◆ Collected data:
//! Core domain types. Shared by the store, the engine, and the API.

use chrono::{DateTime, NaiveDate, Utc};
use serde::{Deserialize, Serialize};
use uuid::Uuid;

// --- Gender ---

/// Room assignment is strictly gender-segregated. The derive order doubles
/// as the canonical processing order (`Female` before `Male`) wherever a
/// fixed iteration order is required.
#[derive(Debug, Clone, Copy, PartialEq, Eq, PartialOrd, Ord, Hash, Serialize, Deserialize)]
#[serde(rename_all = "snake_case")]
pub enum Gender {
    Female,
    Male,
}

impl Gender {
    /// All supported categories in canonical order.
    pub const ALL: [Gender; 2] = [Gender::Female, Gender::Male];

    pub fn as_str(&self) -> &'static str {
        match self {
            Gender::Female => "female",
            Gender::Male => "male",
        }
    }
}

impl std::fmt::Display for Gender {
    fn fmt(&self, f: &mut std::fmt::Formatter<'_>) -> std::fmt::Result {
        f.write_str(self.as_str())
    }
}

impl std::str::FromStr for Gender {
    type Err = crate::QuartersError;

    fn from_str(s: &str) -> Result<Self, Self::Err> {
        match s {
            "female" => Ok(Gender::Female),
            "male" => Ok(Gender::Male),
            other => Err(crate::QuartersError::Validation(format!(
                "unknown gender: {other}"
            ))),
        }
    }
}

// --- Registrant ---

/// A person record. Created at registration time by the surrounding
/// application; the verification flag is flipped by an external workflow.
/// Age is always derived from `birth_date`, never stored.
#[derive(Debug, Clone, Serialize, Deserialize)]
pub struct Registrant {
    pub id: Uuid,
    pub full_name: String,
    pub gender: Gender,
    pub birth_date: NaiveDate,
    pub verified: bool,
    pub registered_at: DateTime<Utc>,
}

// --- Room ---

/// A named accommodation unit. Managed by room administration (external);
/// only active rooms of the matching gender are allocation targets.
/// Capacity is at least 1, enforced by the schema.
#[derive(Debug, Clone, Serialize, Deserialize)]
pub struct Room {
    pub id: Uuid,
    pub name: String,
    pub gender: Gender,
    pub capacity: i32,
    pub active: bool,
}

// --- Allocation ---

/// The one-to-one binding of a registrant to a room. Never mutated in
/// place: reassignment is release + commit.
#[derive(Debug, Clone, Serialize, Deserialize)]
pub struct Allocation {
    pub id: Uuid,
    pub registrant_id: Uuid,
    pub room_id: Uuid,
    /// Operator or process identity that created the record.
    pub allocated_by: String,
    pub allocated_at: DateTime<Utc>,
}
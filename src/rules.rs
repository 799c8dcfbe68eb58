//! Decay rules.
//!
//! A rule decides whether a rolled die value makes a parent isotope decay
//! into a daughter. The enumeration is closed and matched exhaustively, so
//! there is no "unknown rule" branch anywhere in the simulation.

use serde::Serialize;

/// Which die values count as decay events.
#[derive(Debug, Clone, Copy, PartialEq, Eq, Serialize)]
pub enum DecayRule {
    /// Odd values survive as parents, even values decay (p = 1/2 per roll).
    OddEven,
    /// Values 1-5 survive, only a 6 decays (p = 1/6 per roll).
    HighLow,
}

impl DecayRule {
    /// All rules, in menu order.
    pub const ALL: [DecayRule; 2] = [DecayRule::OddEven, DecayRule::HighLow];

    /// Does a rolled value trigger decay under this rule?
    pub fn decays(self, value: u32) -> bool {
        match self {
            DecayRule::OddEven => value % 2 == 0,
            DecayRule::HighLow => value == 6,
        }
    }

    /// Expected per-roll decay probability, for display alongside the
    /// observed rate.
    pub fn expected_probability(self) -> f64 {
        match self {
            DecayRule::OddEven => 0.5,
            DecayRule::HighLow => 1.0 / 6.0,
        }
    }

    /// Full menu label.
    pub fn label(self) -> &'static str {
        match self {
            DecayRule::OddEven => "Odd (Parent) / Even (Daughter)",
            DecayRule::HighLow => "1-5 (Parent) / 6 (Daughter)",
        }
    }

    /// Short label for table headers and chart titles.
    pub fn short_label(self) -> &'static str {
        match self {
            DecayRule::OddEven => "Odd/Even",
            DecayRule::HighLow => "1-5/6",
        }
    }
}
//! Headless dice decay simulator CLI.
//!
//! Runs experiments without the TUI, printing per-trial round tables and a
//! summary, for scripted or reproducible runs.
//!
//! Usage:
//!   cargo run --bin decay -- [OPTIONS]
//!
//! Examples:
//!   cargo run --bin decay                          # 1 trial, Odd/Even rule
//!   cargo run --bin decay -- --rule 2 --trials 30  # 30 trials, 1-5/6 rule
//!   cargo run --bin decay -- --seed 42 --json      # reproducible + JSON spec

use dicedecay::aggregate::summarize;
use dicedecay::experiment::{rng_for, run_experiment, ExperimentConfig};
use dicedecay::report::{experiment_summary, trial_table};
use dicedecay::rules::DecayRule;
use std::env;

fn main() {
    let args: Vec<String> = env::args().collect();
    let (config, show_tables, write_json) = match parse_args(&args) {
        Ok(parsed) => parsed,
        Err(msg) => {
            eprintln!("{}", msg);
            eprintln!("Run with --help for usage.");
            std::process::exit(1);
        }
    };

    if config.verbosity >= 1 {
        println!("╔═══════════════════════════════════════════════════════════════╗");
        println!("║              DICE DECAY SIMULATOR                             ║");
        println!("╚═══════════════════════════════════════════════════════════════╝");
        println!();
        println!("Configuration:");
        println!("  Rule:        {}", config.rule.label());
        println!("  Trials:      {}", config.trials);
        println!("  Population:  {}", config.initial_population);
        if let Some(seed) = config.seed {
            println!("  Seed:        {}", seed);
        }
        println!();
    }

    let result = match run_experiment(&config) {
        Ok(result) => result,
        Err(e) => {
            eprintln!("Error: {}", e);
            std::process::exit(1);
        }
    };

    if show_tables {
        for (idx, trial) in result.trials.iter().enumerate() {
            println!("{}", trial_table(idx + 1, config.rule, trial));
        }
    }

    if config.verbosity >= 1 {
        println!("{}", experiment_summary(&config, &result));
    }

    if write_json {
        let mut sample_rng = rng_for(config.seed, 1);
        let spec = summarize(&result.curves(), &mut sample_rng);
        let json = serde_json::to_string_pretty(&spec).unwrap_or_else(|_| "{}".to_string());
        let filename = format!(
            "decay_report_{}.json",
            chrono::Utc::now().format("%Y%m%d_%H%M%S")
        );
        match std::fs::write(&filename, json) {
            Ok(_) => println!("Render spec written to {}", filename),
            Err(e) => eprintln!("Could not write {}: {}", filename, e),
        }
    }
}

type ParsedArgs = (ExperimentConfig, bool, bool);

fn parse_args(args: &[String]) -> Result<ParsedArgs, String> {
    let mut config = ExperimentConfig {
        verbosity: 1,
        ..Default::default()
    };
    let mut show_tables = true;
    let mut write_json = false;

    let mut i = 1;
    while i < args.len() {
        match args[i].as_str() {
            "--rule" => {
                let value = next_value(args, &mut i, "--rule")?;
                config.rule = match value.as_str() {
                    "1" | "odd-even" => DecayRule::OddEven,
                    "2" | "high-low" => DecayRule::HighLow,
                    other => return Err(format!("Unknown rule: {}", other)),
                };
            }
            "--trials" | "-n" => {
                let value = next_value(args, &mut i, "--trials")?;
                config.trials = value
                    .parse()
                    .map_err(|_| format!("Invalid trial count: {}", value))?;
            }
            "--population" | "-p" => {
                let value = next_value(args, &mut i, "--population")?;
                config.initial_population = value
                    .parse()
                    .map_err(|_| format!("Invalid population: {}", value))?;
            }
            "--seed" => {
                let value = next_value(args, &mut i, "--seed")?;
                let seed = value
                    .parse()
                    .map_err(|_| format!("Invalid seed: {}", value))?;
                config.seed = Some(seed);
            }
            "--no-tables" => show_tables = false,
            "--json" => write_json = true,
            "--verbose" => config.verbosity = 2,
            "--quiet" | "-q" => {
                config.verbosity = 0;
                show_tables = false;
            }
            "--help" | "-h" => {
                print_help();
                std::process::exit(0);
            }
            other => return Err(format!("Unknown option: {}", other)),
        }
        i += 1;
    }

    Ok((config, show_tables, write_json))
}

fn next_value(args: &[String], i: &mut usize, flag: &str) -> Result<String, String> {
    *i += 1;
    args.get(*i)
        .cloned()
        .ok_or_else(|| format!("{} requires a value", flag))
}

fn print_help() {
    println!("Dice Decay Simulator (headless)\n");
    println!("Usage: decay [OPTIONS]\n");
    println!("Options:");
    println!("  --rule 1|2         Decay rule: 1 = Odd/Even, 2 = 1-5/6 (default: 1)");
    println!("  --trials, -n N     Number of trials (default: 1)");
    println!("  --population, -p N Initial dice per trial (default: 80)");
    println!("  --seed N           RNG seed for reproducible runs");
    println!("  --no-tables        Skip per-trial round tables");
    println!("  --json             Write the chart render spec as JSON");
    println!("  --verbose          Per-trial progress lines");
    println!("  --quiet, -q        Suppress all non-error output");
    println!("  --help, -h         Show this help message");
}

◆ To do:
In the entries above, the lines from the one bearing "filename src/rules.rs" up to and including the one bearing "#[derive(Debug, Clone, Copy, PartialEq, Eq, Serialize)]" should be transcribed exactly; no other line is wanted.

◆ Exercise output:
filename src/rules.rs
repository 799c8dcfbe68eb58
//! Decay rules.
//!
//! A rule decides whether a rolled die value makes a parent isotope decay
//! into a daughter. The enumeration is closed and matched exhaustively, so
//! there is no "unknown rule" branch anywhere in the simulation.

use serde::Serialize;

/// Which die values count as decay events.
#[derive(Debug, Clone, Copy, PartialEq, Eq, Serialize)]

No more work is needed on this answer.